_Exercise details_: Where a line in the listing below contains the word "edition", copy that line.

#### Recorded information ####

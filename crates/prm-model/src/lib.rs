//! # prm-model — Building Model Object Graph
//!
//! The building model the compliance rules read and rewrite: spaces and
//! their envelope, thermal zones, air loops, schedules, internal loads,
//! and the energy management objects rules inject.
//!
//! ## Crate Policy
//!
//! - Objects reference each other by typed identifiers from `prm-core`.
//! - All lookups return `Result<_, ModelError>`; nothing panics on a
//!   dangling reference.
//! - Persistence is plain serde (JSON or YAML).

pub mod ems;
pub mod error;
pub mod hvac;
pub mod loads;
pub mod model;
pub mod persist;
pub mod schedule;
pub mod space;

pub use ems::{Ems, EmsActuator, EmsProgram, EmsProgramCallingManager, EmsSensor};
pub use error::ModelError;
pub use hvac::{
    AirLoop, AirTerminal, AirTerminalKind, ControllerMechanicalVentilation, ControllerOutdoorAir,
    CoolingCoil, CoolingCoilKind, EconomizerType, FanKind, HeatingCoil, HeatingCoilKind,
    OutdoorAirSystem, SetpointManagerScheduled, SizingSystem, SupplyComponent,
    SystemOutdoorAirMethod, ThermalZone, ZoneBranch, ZoneEquipment,
};
pub use loads::{Building, LoadAmount, LoadHost, LoadKind, SpaceLoad, WaterUseEquipment};
pub use model::{Model, ALWAYS_ON_DISCRETE};
pub use persist::{load_model, save_model};
pub use schedule::{
    CompactPeriod, DesignDay, MonthDay, Schedule, ScheduleDay, ScheduleKind, ScheduleRule,
    ScheduleRuleset, TimeValue,
};
pub use space::{
    ConditioningCategory, DesignSpecificationOutdoorAir, EffectiveLeakageArea, Infiltration,
    InfiltrationMethod, OutdoorAirMethod, OutsideBoundary, Point3, Space, SpaceType, SubSurface,
    SubSurfaceType, Surface, SurfaceType,
};
//! # Lookup CLI — Single code-requirement queries.
//!
//! `prm econ-limits` reports the economizer high limits for one air loop of
//! a model file. `prm system-type` reports the Table G3.1.1-3 baseline
//! system pair and the baseline heating fuel.

use std::path::PathBuf;

use anyhow::{Context, Result};
use clap::Args;
use serde::Serialize;

use prm_core::{ClimateZone, CustomProgram, Template};
use prm_model::load_model;
use prm_rules::{AreaType, BaselineSystemNumber, EconomizerLimits, HeatingFuel, RuleConfig, RuleSet};

use crate::{load_standards, write_json};

/// Arguments for `prm econ-limits`.
#[derive(Args, Debug)]
pub struct EconLimitsArgs {
    /// Code edition, e.g. `90.1-2019`.
    #[arg(long)]
    pub template: String,

    /// ASHRAE 169 climate zone, e.g. `ASHRAE 169-2013-5A`.
    #[arg(long)]
    pub climate_zone: String,

    /// Model file (`.json`, `.yaml`).
    #[arg(long)]
    pub model: PathBuf,

    /// Name of the air loop to evaluate.
    #[arg(long)]
    pub air_loop: String,

    /// Standards directory layered over the bundled tables.
    #[arg(long)]
    pub standards: Option<PathBuf>,
}

/// Arguments for `prm system-type`.
#[derive(Args, Debug)]
pub struct SystemTypeArgs {
    /// Appendix G edition.
    #[arg(long, default_value = "90.1-PRM-2019")]
    pub template: String,

    /// ASHRAE 169 climate zone.
    #[arg(long)]
    pub climate_zone: String,

    /// residential, nonresidential, heatedonly, or retail.
    #[arg(long)]
    pub area_type: String,

    /// Proposed heating fuel: electric, fossil, or purchased.
    #[arg(long)]
    pub fuel: String,

    /// Conditioned floor area of the area type, ft².
    #[arg(long)]
    pub area_ft2: f64,

    /// Number of floors above grade.
    #[arg(long)]
    pub stories: u32,

    /// Utility program overriding the code rules.
    #[arg(long)]
    pub custom: Option<String>,
}

#[derive(Debug, Serialize)]
struct EconLimitsOutput<'a> {
    air_loop: &'a str,
    economizer_type: String,
    limits: EconomizerLimits,
}

#[derive(Debug, Serialize)]
struct SystemTypeOutput {
    area_type: AreaType,
    system: Option<BaselineSystemNumber>,
    proposed_fuel: HeatingFuel,
    baseline_fuel: HeatingFuel,
}

fn parse_climate_zone(s: &str) -> Result<ClimateZone> {
    s.parse().with_context(|| format!("invalid climate zone: {s}"))
}

fn parse_template(s: &str) -> Result<Template> {
    s.parse().with_context(|| format!("invalid template: {s}"))
}

/// Execute `prm econ-limits`.
pub fn run_econ_limits(args: &EconLimitsArgs) -> Result<u8> {
    let template = parse_template(&args.template)?;
    let climate_zone = parse_climate_zone(&args.climate_zone)?;
    let standards = load_standards(args.standards.as_deref())?;
    let rules = RuleSet::new(RuleConfig::new(template), &standards)?;

    let model = load_model(&args.model)
        .with_context(|| format!("failed to load model: {}", args.model.display()))?;
    let air_loop = model
        .air_loop_by_name(&args.air_loop)
        .with_context(|| format!("no air loop named {:?} in {}", args.air_loop, args.model.display()))?;

    let limits = rules.economizer_limits(air_loop, &climate_zone)?;
    let economizer_type = air_loop
        .controller_oa()
        .map(|c| c.economizer_type.to_string())
        .unwrap_or_else(|| "none".to_string());
    write_json(
        &EconLimitsOutput {
            air_loop: &air_loop.name,
            economizer_type,
            limits,
        },
        None,
    )?;
    Ok(0)
}

/// Execute `prm system-type`.
pub fn run_system_type(args: &SystemTypeArgs) -> Result<u8> {
    let output = system_type(args)?;
    write_json(&output, None)?;
    Ok(if output.system.is_some() { 0 } else { 2 })
}

fn system_type(args: &SystemTypeArgs) -> Result<SystemTypeOutput> {
    let template = parse_template(&args.template)?;
    let climate_zone = parse_climate_zone(&args.climate_zone)?;
    let area_type: AreaType = args.area_type.parse()?;
    let proposed_fuel: HeatingFuel = args.fuel.parse()?;
    let mut config = RuleConfig::new(template);
    if let Some(custom) = &args.custom {
        let custom: CustomProgram = custom.parse()?;
        config = config.with_custom(custom);
    }

    let standards = load_standards(None)?;
    let rules = RuleSet::new(config, &standards)?;
    let system = rules.baseline_system_number(area_type, args.area_ft2, args.stories)?;
    if system.is_none() {
        tracing::warn!(
            area_type = %area_type,
            area_ft2 = args.area_ft2,
            stories = args.stories,
            "no baseline system row applies"
        );
    }
    let baseline_fuel = rules.baseline_system_change_fuel_type(proposed_fuel, &climate_zone)?;
    Ok(SystemTypeOutput {
        area_type,
        system,
        proposed_fuel,
        baseline_fuel,
    })
}
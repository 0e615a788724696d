use anyhow::{Result, anyhow};
use tracing_subscriber::EnvFilter;

/// Variable holding a `tracing` filter directive, e.g. `SSHTAB_LOG=debug`.
pub const LOG_ENV: &str = "SSHTAB_LOG";
const DEFAULT_FILTER: &str = "warn";

/// Log to stderr so stdout carries only command output.
pub fn init_tracing() -> Result<()> {
    let filter =
        EnvFilter::try_from_env(LOG_ENV).unwrap_or_else(|_| EnvFilter::new(DEFAULT_FILTER));
    tracing_subscriber::fmt()
        .with_ansi(false)
        .with_env_filter(filter)
        .with_writer(std::io::stderr)
        .with_target(false)
        .try_init()
        .map_err(|err| anyhow!("{err}"))
}
use super::PickerTerminal;
use std::io;

const CTRL_C: u8 = 0x03;
const BACKSPACE: u8 = 0x08;
const ESC: u8 = 0x1b;
const DEL: u8 = 0x7f;

/// A decoded keypress.
#[derive(Debug, Clone, Copy, PartialEq, Eq)]
pub enum Key {
    Up,
    Down,
    BackTab,
    Enter,
    Interrupt,
    /// A lone `ESC`, or `ESC` followed by anything other than a CSI.
    Escape,
    Backspace,
    Byte(u8),
    /// A CSI sequence the picker has no binding for.
    Unknown,
}

fn decode_byte(byte: u8) -> Key {
    match byte {
        CTRL_C => Key::Interrupt,
        b'\r' | b'\n' => Key::Enter,
        DEL | BACKSPACE => Key::Backspace,
        other => Key::Byte(other),
    }
}

/// Read one key. `Ok(None)` means the read timed out with no input.
///
/// Escape sequences rely on the terminal's inter-byte timeout: a follow-up
/// byte that does not arrive in time ends the sequence.
pub fn read_key<T: PickerTerminal + ?Sized>(term: &mut T) -> io::Result<Option<Key>> {
    let Some(byte) = term.read_byte()? else {
        return Ok(None);
    };
    if byte != ESC {
        return Ok(Some(decode_byte(byte)));
    }

    match term.read_byte()? {
        Some(b'[') => {}
        _ => return Ok(Some(Key::Escape)),
    }
    let key = match term.read_byte()? {
        Some(b'A') => Key::Up,
        Some(b'B') => Key::Down,
        Some(b'Z') => Key::BackTab,
        Some(_) => Key::Unknown,
        None => Key::Escape,
    };
    Ok(Some(key))
}

#[cfg(test)]
mod tests {
    use super::*;
    use crate::picker::tests::ScriptedTerminal;

    fn keys(input: &[Option<u8>]) -> Vec<Option<Key>> {
        let mut term = ScriptedTerminal::new(input);
        let mut out = Vec::new();
        while let Ok(key) = read_key(&mut term) {
            out.push(key);
        }
        out
    }

    #[test]
    fn plain_bytes() {
        assert_eq!(
            keys(&[Some(3), Some(b'\r'), Some(b'\n'), Some(0x7f), Some(8), Some(b'x')]),
            vec![
                Some(Key::Interrupt),
                Some(Key::Enter),
                Some(Key::Enter),
                Some(Key::Backspace),
                Some(Key::Backspace),
                Some(Key::Byte(b'x')),
            ]
        );
    }

    #[test]
    fn csi_sequences() {
        let esc = Some(ESC);
        let csi = Some(b'[');
        assert_eq!(
            keys(&[esc, csi, Some(b'A'), esc, csi, Some(b'B'), esc, csi, Some(b'Z')]),
            vec![Some(Key::Up), Some(Key::Down), Some(Key::BackTab)]
        );
        assert_eq!(keys(&[esc, csi, Some(b'C')]), vec![Some(Key::Unknown)]);
    }

    #[test]
    fn bare_escape() {
        assert_eq!(keys(&[Some(ESC), None]), vec![Some(Key::Escape)]);
        // The byte after ESC is consumed.
        assert_eq!(
            keys(&[Some(ESC), Some(b'q'), Some(b'x')]),
            vec![Some(Key::Escape), Some(Key::Byte(b'x'))]
        );
        assert_eq!(keys(&[Some(ESC), Some(b'['), None]), vec![Some(Key::Escape)]);
    }

    #[test]
    fn timeout_yields_none() {
        assert_eq!(keys(&[None, Some(b'a')]), vec![None, Some(Key::Byte(b'a'))]);
    }
}
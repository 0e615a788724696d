use std::io;
use thiserror::Error;

/// Store failures.
///
/// Malformed log lines are never reported here; they are skipped while
/// reading.
#[derive(Error, Debug)]
pub enum StoreError {
    #[error("{op} failed: {source}")]
    Io {
        op: &'static str,
        #[source]
        source: io::Error,
    },

    #[error("command not found in history")]
    NotFound,

    #[error("{0}")]
    Policy(String),

    #[error("configuration error: {0}")]
    Config(String),
}

pub type StoreResult<T> = std::result::Result<T, StoreError>;

impl StoreError {
    pub(crate) fn io(op: &'static str) -> impl FnOnce(io::Error) -> StoreError {
        move |source| StoreError::Io { op, source }
    }

    pub fn is_not_found(&self) -> bool {
        matches!(self, StoreError::NotFound)
    }
}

####

_Answer to this problem_:
    /// Code edition, e.g. `90.1-2019`.
    /// Appendix G edition.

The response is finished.